> **Materials provided**:

------

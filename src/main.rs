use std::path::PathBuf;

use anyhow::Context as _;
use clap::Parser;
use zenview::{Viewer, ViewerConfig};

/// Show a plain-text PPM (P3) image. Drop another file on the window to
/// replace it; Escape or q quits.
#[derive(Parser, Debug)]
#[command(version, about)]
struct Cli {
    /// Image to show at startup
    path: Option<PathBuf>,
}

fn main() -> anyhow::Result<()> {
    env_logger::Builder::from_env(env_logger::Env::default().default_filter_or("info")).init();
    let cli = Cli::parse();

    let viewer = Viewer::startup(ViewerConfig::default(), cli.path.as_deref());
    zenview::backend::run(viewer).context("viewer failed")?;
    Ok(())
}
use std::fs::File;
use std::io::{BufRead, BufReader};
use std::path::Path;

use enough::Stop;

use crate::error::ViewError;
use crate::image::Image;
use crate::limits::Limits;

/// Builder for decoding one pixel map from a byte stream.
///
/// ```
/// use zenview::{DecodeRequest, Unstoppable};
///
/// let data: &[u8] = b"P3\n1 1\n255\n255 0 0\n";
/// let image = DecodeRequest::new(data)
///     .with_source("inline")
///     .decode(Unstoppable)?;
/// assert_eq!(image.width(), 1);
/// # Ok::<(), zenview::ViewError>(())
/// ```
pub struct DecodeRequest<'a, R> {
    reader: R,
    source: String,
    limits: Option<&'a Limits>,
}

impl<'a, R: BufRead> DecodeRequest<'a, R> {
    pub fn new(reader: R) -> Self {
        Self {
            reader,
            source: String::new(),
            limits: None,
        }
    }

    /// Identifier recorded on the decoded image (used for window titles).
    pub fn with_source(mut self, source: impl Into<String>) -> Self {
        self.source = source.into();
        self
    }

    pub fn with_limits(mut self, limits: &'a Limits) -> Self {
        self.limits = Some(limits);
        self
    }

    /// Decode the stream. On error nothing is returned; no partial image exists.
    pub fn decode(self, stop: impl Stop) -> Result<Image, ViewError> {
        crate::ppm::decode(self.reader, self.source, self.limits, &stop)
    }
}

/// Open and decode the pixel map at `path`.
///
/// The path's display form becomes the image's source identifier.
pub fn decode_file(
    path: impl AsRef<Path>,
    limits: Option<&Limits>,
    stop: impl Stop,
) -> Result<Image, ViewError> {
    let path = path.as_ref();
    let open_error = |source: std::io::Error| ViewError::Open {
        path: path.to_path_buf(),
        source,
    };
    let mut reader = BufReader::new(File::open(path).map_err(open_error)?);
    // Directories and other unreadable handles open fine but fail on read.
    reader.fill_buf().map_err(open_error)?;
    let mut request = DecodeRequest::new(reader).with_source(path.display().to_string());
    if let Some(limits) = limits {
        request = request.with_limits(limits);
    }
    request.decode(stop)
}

------

Sift the material for lines with the string "display". Copy each one found.

> **Solution for this task**:
/// The path's display form becomes the image's source identifier.
    let mut request = DecodeRequest::new(reader).with_source(path.display().to_string());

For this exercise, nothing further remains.